Synonyms: 1-[3,5-Bis(trifluoromethyl)benzoyl]-N-(4-chlorophenyl)-3-piperidinecarboxamide; 1-[3,5-Bis(trifluoromethyl)benzoyl]-N-(4-chlorophenyl)piperidine-3-carboxamide; CCG 100602; CCG100602
Molecular Formula: C21H17ClF6N2O2
Molecular Weight: 478.82
Linear Structural Formula: C21H17ClF6N2O2
Purity: >=98% (HPLC)
Storage: -20C
Biochem Physiol Actions: CCG-100602 is a CCG-1423 analog with significantly less cytotoxicity (0/14% WST-1 inhibition by 10/100 muM CCG-100602 vs. 44% by 10 muM CCG-1423) and similar efficacy against Rho/MKL1/SRF pathway-mediated transcription (by 78% with 100 muM CCG-100602 vs. 74% with 10 muM CCG-1423; IC50 = 9.8 muM/CCG-100602 vs. 1.5 muM/CCG-1423; by PC-3 SRE-luciferase assay), albeit at a reduced potency.
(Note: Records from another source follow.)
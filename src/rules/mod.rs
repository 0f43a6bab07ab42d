//! The rules layer: validation, execution, rounds, and scoring.
//!
//! [`Engine`] is the facade; [`validate`] holds the per-action
//! decision functions, [`apply`] the executors, [`round`] the turn
//! and deal-cycle controller, [`score`] the end-of-game scoring, and
//! [`partition`] the deterministic combination rule shared by builds
//! and staging.

pub mod apply;
pub mod partition;
pub mod round;
pub mod score;
pub mod validate;

pub use apply::Engine;
pub use score::score_game;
CCG-100602 reduces the stiffening of spontaneously hypertensive rats (SHR) derived aortic VSMCs (1.12 muM) by inhibiting SRF/myocardin interaction and abrogates the increased aortic wall stiffness in SHR rats in vivo (7.5 mg/kg/d via s.c. osmotic pumps for 2 wks).